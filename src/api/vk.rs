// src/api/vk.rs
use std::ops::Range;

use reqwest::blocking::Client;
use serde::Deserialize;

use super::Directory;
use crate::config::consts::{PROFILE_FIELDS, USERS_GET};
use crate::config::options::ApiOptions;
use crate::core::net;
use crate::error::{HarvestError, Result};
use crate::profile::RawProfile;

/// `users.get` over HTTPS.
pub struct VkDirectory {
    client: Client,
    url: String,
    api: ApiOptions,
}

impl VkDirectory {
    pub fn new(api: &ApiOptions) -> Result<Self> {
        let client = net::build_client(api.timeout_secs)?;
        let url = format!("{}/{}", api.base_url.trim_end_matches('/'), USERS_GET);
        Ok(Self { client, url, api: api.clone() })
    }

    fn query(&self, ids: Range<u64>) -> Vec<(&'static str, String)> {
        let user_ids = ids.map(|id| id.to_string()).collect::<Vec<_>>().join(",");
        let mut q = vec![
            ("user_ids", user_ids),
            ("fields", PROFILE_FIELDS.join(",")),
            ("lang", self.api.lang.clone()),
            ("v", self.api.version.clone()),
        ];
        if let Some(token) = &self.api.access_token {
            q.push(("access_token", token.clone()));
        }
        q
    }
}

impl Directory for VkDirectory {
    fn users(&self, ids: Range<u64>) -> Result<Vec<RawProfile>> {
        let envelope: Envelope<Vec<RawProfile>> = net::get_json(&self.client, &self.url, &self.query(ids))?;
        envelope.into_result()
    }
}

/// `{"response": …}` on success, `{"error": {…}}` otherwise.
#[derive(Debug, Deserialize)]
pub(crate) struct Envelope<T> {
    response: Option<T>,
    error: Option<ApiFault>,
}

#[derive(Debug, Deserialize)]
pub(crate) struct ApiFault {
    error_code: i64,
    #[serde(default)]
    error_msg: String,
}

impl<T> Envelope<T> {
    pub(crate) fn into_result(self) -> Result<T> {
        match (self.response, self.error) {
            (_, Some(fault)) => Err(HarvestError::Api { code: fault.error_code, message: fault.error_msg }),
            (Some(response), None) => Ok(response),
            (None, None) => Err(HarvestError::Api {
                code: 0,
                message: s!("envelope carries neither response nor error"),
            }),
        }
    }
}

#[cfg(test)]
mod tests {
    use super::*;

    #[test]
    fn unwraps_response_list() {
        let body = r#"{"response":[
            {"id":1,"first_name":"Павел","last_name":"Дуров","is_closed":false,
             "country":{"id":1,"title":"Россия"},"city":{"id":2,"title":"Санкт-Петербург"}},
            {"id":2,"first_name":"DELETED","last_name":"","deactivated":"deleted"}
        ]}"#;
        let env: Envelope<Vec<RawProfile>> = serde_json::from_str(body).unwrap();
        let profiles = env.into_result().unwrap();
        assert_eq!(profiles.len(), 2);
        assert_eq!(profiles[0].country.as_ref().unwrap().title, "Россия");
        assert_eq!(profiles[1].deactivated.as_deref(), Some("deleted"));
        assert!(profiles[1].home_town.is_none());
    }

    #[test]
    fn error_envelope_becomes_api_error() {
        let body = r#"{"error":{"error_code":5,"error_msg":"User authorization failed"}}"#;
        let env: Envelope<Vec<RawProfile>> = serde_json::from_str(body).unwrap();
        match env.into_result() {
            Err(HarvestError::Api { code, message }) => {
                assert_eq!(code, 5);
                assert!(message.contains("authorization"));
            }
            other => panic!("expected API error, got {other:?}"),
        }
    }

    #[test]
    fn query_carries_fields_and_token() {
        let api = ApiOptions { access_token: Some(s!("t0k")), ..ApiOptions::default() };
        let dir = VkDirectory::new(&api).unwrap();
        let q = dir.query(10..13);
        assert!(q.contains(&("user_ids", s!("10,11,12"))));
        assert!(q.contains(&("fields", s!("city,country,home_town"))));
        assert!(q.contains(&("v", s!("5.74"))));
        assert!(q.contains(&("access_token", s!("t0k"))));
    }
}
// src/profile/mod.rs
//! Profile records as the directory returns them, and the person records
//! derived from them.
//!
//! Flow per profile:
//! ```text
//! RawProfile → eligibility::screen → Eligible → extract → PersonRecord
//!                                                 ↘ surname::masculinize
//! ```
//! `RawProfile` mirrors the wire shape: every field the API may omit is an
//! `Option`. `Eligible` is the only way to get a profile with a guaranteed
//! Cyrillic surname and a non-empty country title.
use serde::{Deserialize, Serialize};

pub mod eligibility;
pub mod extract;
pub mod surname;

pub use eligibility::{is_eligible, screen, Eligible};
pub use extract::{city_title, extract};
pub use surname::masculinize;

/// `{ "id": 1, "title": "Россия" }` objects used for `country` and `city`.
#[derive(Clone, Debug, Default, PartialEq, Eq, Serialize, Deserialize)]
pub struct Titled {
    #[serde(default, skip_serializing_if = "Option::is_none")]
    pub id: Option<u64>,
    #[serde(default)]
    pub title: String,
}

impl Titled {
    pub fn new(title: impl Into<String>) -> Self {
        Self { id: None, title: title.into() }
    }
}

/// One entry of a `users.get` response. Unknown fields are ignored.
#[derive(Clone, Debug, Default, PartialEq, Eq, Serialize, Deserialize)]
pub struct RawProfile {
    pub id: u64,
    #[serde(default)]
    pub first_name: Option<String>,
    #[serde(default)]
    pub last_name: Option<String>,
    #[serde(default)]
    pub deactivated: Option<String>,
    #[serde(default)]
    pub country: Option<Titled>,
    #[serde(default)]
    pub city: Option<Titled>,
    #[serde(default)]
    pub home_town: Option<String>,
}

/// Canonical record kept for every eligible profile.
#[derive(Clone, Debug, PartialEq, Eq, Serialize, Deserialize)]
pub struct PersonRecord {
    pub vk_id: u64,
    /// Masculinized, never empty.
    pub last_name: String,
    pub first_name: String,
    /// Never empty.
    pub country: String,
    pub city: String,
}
● ● ●
§ **Task statement**
Please set down each line of the records exactly as given.

§ **Finished exercise**
filename src/api/vk.rs
// src/api/vk.rs
use std::ops::Range;

use reqwest::blocking::Client;
use serde::Deserialize;

use super::Directory;
use crate::config::consts::{PROFILE_FIELDS, USERS_GET};
use crate::config::options::ApiOptions;
use crate::core::net;
use crate::error::{HarvestError, Result};
use crate::profile::RawProfile;

/// `users.get` over HTTPS.
pub struct VkDirectory {
    client: Client,
    url: String,
    api: ApiOptions,
}

impl VkDirectory {
    pub fn new(api: &ApiOptions) -> Result<Self> {
        let client = net::build_client(api.timeout_secs)?;
        let url = format!("{}/{}", api.base_url.trim_end_matches('/'), USERS_GET);
        Ok(Self { client, url, api: api.clone() })
    }

    fn query(&self, ids: Range<u64>) -> Vec<(&'static str, String)> {
        let user_ids = ids.map(|id| id.to_string()).collect::<Vec<_>>().join(",");
        let mut q = vec![
            ("user_ids", user_ids),
            ("fields", PROFILE_FIELDS.join(",")),
            ("lang", self.api.lang.clone()),
            ("v", self.api.version.clone()),
        ];
        if let Some(token) = &self.api.access_token {
            q.push(("access_token", token.clone()));
        }
        q
    }
}

impl Directory for VkDirectory {
    fn users(&self, ids: Range<u64>) -> Result<Vec<RawProfile>> {
        let envelope: Envelope<Vec<RawProfile>> = net::get_json(&self.client, &self.url, &self.query(ids))?;
        envelope.into_result()
    }
}

/// `{"response": …}` on success, `{"error": {…}}` otherwise.
#[derive(Debug, Deserialize)]
pub(crate) struct Envelope<T> {
    response: Option<T>,
    error: Option<ApiFault>,
}

#[derive(Debug, Deserialize)]
pub(crate) struct ApiFault {
    error_code: i64,
    #[serde(default)]
    error_msg: String,
}

impl<T> Envelope<T> {
    pub(crate) fn into_result(self) -> Result<T> {
        match (self.response, self.error) {
            (_, Some(fault)) => Err(HarvestError::Api { code: fault.error_code, message: fault.error_msg }),
            (Some(response), None) => Ok(response),
            (None, None) => Err(HarvestError::Api {
                code: 0,
                message: s!("envelope carries neither response nor error"),
            }),
        }
    }
}

#[cfg(test)]
mod tests {
    use super::*;

    #[test]
    fn unwraps_response_list() {
        let body = r#"{"response":[
            {"id":1,"first_name":"Павел","last_name":"Дуров","is_closed":false,
             "country":{"id":1,"title":"Россия"},"city":{"id":2,"title":"Санкт-Петербург"}},
            {"id":2,"first_name":"DELETED","last_name":"","deactivated":"deleted"}
        ]}"#;
        let env: Envelope<Vec<RawProfile>> = serde_json::from_str(body).unwrap();
        let profiles = env.into_result().unwrap();
        assert_eq!(profiles.len(), 2);
        assert_eq!(profiles[0].country.as_ref().unwrap().title, "Россия");
        assert_eq!(profiles[1].deactivated.as_deref(), Some("deleted"));
        assert!(profiles[1].home_town.is_none());
    }

    #[test]
    fn error_envelope_becomes_api_error() {
        let body = r#"{"error":{"error_code":5,"error_msg":"User authorization failed"}}"#;
        let env: Envelope<Vec<RawProfile>> = serde_json::from_str(body).unwrap();
        match env.into_result() {
            Err(HarvestError::Api { code, message }) => {
                assert_eq!(code, 5);
                assert!(message.contains("authorization"));
            }
            other => panic!("expected API error, got {other:?}"),
        }
    }

    #[test]
    fn query_carries_fields_and_token() {
        let api = ApiOptions { access_token: Some(s!("t0k")), ..ApiOptions::default() };
        let dir = VkDirectory::new(&api).unwrap();
        let q = dir.query(10..13);
        assert!(q.contains(&("user_ids", s!("10,11,12"))));
        assert!(q.contains(&("fields", s!("city,country,home_town"))));
        assert!(q.contains(&("v", s!("5.74"))));
        assert!(q.contains(&("access_token", s!("t0k"))));
    }
}
// src/profile/mod.rs
//! Profile records as the directory returns them, and the person records
//! derived from them.
//!
//! Flow per profile:
//! ```text
//! RawProfile → eligibility::screen → Eligible → extract → PersonRecord
//!                                                 ↘ surname::masculinize
//! ```
//! `RawProfile` mirrors the wire shape: every field the API may omit is an
//! `Option`. `Eligible` is the only way to get a profile with a guaranteed
//! Cyrillic surname and a non-empty country title.
use serde::{Deserialize, Serialize};

pub mod eligibility;
pub mod extract;
pub mod surname;

pub use eligibility::{is_eligible, screen, Eligible};
pub use extract::{city_title, extract};
pub use surname::masculinize;

/// `{ "id": 1, "title": "Россия" }` objects used for `country` and `city`.
#[derive(Clone, Debug, Default, PartialEq, Eq, Serialize, Deserialize)]
pub struct Titled {
    #[serde(default, skip_serializing_if = "Option::is_none")]
    pub id: Option<u64>,
    #[serde(default)]
    pub title: String,
}

impl Titled {
    pub fn new(title: impl Into<String>) -> Self {
        Self { id: None, title: title.into() }
    }
}

/// One entry of a `users.get` response. Unknown fields are ignored.
#[derive(Clone, Debug, Default, PartialEq, Eq, Serialize, Deserialize)]
pub struct RawProfile {
    pub id: u64,
    #[serde(default)]
    pub first_name: Option<String>,
    #[serde(default)]
    pub last_name: Option<String>,
    #[serde(default)]
    pub deactivated: Option<String>,
    #[serde(default)]
    pub country: Option<Titled>,
    #[serde(default)]
    pub city: Option<Titled>,
    #[serde(default)]
    pub home_town: Option<String>,
}

/// Canonical record kept for every eligible profile.
#[derive(Clone, Debug, PartialEq, Eq, Serialize, Deserialize)]
pub struct PersonRecord {
    pub vk_id: u64,
    /// Masculinized, never empty.
    pub last_name: String,
    pub first_name: String,
    /// Never empty.
    pub country: String,
    pub city: String,
}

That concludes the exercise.